__Work item__.
Of all the entries below, retype only the lines from the one with "to the reporter." through the one with "let Some(report) = self.execute(case).await", exactly as they appear.

Task inputs: Begin

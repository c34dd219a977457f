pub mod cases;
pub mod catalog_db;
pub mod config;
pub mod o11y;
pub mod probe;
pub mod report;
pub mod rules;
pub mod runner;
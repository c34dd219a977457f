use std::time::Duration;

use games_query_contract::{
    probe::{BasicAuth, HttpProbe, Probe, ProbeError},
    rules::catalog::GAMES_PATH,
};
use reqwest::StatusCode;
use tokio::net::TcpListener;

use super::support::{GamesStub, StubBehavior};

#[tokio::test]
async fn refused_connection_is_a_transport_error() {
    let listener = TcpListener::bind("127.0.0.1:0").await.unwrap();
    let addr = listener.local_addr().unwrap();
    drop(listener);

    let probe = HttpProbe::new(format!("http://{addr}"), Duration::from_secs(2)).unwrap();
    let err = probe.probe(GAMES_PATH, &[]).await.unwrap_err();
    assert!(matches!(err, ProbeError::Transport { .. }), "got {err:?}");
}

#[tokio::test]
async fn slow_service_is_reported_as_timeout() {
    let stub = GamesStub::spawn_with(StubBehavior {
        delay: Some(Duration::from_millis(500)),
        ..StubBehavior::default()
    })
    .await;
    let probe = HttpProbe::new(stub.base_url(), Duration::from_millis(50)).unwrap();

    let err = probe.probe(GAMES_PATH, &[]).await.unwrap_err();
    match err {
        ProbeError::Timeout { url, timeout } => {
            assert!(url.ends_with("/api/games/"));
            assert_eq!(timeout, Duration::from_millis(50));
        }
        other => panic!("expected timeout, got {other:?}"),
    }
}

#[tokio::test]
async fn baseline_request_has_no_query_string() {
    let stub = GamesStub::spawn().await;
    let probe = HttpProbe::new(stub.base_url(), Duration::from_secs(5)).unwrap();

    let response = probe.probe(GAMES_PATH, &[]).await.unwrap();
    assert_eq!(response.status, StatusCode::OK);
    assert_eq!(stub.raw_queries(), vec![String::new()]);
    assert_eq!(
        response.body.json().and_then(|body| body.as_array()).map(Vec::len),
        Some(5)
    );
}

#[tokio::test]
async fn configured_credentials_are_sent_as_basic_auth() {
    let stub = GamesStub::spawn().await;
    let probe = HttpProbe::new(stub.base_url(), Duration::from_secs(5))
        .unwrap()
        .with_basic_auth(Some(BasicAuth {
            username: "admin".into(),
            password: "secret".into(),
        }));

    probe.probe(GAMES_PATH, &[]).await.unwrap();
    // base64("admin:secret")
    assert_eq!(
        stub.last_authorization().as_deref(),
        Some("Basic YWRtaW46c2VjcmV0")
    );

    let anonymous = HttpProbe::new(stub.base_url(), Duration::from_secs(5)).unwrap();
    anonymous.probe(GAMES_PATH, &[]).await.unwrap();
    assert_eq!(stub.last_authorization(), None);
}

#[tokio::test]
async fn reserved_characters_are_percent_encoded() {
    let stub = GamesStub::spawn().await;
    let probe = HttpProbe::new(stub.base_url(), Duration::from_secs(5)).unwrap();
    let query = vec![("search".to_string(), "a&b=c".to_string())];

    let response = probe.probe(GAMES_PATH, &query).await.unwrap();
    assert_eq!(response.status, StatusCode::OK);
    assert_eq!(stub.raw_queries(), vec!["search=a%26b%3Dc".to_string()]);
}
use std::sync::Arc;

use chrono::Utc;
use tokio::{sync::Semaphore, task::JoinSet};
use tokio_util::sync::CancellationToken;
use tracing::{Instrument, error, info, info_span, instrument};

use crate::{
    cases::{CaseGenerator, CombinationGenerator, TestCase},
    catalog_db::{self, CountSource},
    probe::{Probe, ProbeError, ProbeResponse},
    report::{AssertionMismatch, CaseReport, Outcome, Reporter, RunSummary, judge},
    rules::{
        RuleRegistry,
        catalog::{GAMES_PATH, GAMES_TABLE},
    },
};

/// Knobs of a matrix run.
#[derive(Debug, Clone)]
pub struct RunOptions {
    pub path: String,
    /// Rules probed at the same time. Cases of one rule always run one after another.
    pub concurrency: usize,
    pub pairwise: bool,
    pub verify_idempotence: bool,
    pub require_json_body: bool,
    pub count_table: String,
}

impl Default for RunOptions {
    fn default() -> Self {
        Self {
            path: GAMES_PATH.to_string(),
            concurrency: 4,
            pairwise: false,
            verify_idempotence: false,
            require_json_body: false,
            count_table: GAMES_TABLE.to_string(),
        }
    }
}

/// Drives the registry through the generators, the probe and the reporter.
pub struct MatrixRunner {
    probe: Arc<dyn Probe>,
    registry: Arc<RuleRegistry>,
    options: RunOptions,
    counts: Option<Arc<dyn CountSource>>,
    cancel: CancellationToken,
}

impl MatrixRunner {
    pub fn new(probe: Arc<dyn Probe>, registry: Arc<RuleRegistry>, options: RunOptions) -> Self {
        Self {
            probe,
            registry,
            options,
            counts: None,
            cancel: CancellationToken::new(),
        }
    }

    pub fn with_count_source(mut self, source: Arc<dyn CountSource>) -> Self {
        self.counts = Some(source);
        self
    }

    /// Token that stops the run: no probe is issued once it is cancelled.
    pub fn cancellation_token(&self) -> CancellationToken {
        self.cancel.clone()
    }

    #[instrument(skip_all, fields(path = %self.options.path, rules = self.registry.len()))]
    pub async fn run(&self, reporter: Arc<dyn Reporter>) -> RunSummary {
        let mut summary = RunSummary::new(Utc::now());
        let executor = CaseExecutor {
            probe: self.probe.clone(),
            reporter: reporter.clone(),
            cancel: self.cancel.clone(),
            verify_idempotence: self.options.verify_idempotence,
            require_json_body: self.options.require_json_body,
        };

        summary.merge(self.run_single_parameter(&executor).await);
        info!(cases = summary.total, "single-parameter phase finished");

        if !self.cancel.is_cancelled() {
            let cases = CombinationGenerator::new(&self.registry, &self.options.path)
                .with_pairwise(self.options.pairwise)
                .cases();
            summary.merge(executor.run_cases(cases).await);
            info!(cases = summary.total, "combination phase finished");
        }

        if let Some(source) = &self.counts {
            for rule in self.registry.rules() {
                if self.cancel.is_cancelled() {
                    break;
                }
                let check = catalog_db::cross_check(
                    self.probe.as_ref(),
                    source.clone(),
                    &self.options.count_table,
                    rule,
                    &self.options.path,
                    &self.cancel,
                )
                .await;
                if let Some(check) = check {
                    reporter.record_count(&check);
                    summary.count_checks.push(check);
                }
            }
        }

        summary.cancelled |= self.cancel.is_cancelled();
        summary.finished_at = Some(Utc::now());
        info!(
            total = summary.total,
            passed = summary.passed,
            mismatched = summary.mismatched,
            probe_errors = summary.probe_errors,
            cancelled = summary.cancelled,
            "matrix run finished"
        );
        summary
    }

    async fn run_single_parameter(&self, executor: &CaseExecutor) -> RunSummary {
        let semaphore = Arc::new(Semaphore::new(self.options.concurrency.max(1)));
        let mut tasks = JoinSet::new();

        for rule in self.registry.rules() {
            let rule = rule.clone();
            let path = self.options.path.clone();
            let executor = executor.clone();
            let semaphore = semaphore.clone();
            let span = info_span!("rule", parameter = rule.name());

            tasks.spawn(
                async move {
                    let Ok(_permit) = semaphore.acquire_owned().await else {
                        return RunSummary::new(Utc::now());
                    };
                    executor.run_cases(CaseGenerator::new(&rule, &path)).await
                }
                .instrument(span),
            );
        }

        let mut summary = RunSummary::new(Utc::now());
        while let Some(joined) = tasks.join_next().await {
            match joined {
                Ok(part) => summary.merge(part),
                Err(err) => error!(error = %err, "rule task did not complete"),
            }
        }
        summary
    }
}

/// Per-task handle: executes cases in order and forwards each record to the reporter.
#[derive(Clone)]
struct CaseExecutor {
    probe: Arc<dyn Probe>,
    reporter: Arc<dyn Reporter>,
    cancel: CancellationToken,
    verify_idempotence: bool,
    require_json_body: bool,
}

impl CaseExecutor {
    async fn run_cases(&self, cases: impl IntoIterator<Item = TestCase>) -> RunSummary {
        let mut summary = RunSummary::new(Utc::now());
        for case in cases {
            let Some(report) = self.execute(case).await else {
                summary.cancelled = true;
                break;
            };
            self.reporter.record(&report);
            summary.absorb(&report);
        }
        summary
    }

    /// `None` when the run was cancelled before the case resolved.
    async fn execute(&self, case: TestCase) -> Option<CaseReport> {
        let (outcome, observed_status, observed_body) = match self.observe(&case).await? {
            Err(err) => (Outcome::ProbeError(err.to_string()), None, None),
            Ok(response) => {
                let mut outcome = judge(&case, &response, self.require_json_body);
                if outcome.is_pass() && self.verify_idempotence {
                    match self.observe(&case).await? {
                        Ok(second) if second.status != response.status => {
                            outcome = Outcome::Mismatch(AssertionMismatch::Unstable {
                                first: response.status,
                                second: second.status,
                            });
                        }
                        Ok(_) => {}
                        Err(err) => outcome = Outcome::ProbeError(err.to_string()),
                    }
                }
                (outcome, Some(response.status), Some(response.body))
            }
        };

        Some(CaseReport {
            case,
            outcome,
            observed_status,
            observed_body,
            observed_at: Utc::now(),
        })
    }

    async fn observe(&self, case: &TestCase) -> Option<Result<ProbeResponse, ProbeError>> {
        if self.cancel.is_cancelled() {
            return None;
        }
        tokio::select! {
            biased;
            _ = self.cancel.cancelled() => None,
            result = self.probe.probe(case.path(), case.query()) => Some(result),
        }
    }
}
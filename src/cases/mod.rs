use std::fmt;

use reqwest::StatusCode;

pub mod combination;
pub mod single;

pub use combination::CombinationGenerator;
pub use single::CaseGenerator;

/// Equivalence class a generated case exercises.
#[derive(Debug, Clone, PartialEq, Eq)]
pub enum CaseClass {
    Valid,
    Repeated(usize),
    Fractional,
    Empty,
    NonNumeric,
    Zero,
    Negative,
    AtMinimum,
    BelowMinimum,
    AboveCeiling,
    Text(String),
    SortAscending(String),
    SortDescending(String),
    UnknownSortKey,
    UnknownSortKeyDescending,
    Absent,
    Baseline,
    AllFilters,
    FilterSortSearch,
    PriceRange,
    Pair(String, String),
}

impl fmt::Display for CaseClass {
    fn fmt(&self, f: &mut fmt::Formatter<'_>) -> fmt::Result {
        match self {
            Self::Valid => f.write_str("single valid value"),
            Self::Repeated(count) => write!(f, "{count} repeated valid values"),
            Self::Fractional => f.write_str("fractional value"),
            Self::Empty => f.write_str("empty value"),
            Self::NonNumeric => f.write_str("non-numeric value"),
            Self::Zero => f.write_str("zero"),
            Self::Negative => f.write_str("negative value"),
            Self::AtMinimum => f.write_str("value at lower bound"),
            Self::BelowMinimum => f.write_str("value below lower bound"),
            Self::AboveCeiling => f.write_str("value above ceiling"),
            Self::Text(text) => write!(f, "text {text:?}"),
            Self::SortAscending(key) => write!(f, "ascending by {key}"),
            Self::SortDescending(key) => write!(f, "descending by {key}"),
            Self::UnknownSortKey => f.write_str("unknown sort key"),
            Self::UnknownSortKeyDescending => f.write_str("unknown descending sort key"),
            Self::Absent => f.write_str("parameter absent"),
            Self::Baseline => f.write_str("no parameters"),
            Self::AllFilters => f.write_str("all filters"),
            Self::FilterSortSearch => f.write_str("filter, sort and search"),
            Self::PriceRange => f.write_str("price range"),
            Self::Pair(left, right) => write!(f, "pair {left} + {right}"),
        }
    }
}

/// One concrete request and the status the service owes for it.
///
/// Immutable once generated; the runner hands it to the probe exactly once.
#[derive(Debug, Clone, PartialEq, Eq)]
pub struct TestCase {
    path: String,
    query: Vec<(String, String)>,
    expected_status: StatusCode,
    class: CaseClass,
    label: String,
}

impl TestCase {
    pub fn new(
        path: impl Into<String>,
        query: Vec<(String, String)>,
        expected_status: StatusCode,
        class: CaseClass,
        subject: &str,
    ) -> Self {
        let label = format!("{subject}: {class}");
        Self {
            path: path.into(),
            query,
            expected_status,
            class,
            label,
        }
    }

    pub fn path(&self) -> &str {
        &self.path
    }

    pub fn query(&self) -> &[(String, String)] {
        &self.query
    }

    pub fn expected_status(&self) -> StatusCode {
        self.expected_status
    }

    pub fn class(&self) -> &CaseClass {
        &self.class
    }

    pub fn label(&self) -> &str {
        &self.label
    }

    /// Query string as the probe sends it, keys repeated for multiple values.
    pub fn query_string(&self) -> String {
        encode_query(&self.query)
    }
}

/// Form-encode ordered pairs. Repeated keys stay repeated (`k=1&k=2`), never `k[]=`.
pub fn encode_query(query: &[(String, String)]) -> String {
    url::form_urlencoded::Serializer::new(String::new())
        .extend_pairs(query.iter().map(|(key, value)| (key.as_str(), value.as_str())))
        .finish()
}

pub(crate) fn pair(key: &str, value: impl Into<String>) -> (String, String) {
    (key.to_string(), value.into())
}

Task inputs: End

__Result for this exercise__.
/// Per-task handle: executes cases in order and forwards each record to the reporter.
#[derive(Clone)]
struct CaseExecutor {
    probe: Arc<dyn Probe>,
    reporter: Arc<dyn Reporter>,
    cancel: CancellationToken,
    verify_idempotence: bool,
    require_json_body: bool,
}

impl CaseExecutor {
    async fn run_cases(&self, cases: impl IntoIterator<Item = TestCase>) -> RunSummary {
        let mut summary = RunSummary::new(Utc::now());
        for case in cases {
            let Some(report) = self.execute(case).await else {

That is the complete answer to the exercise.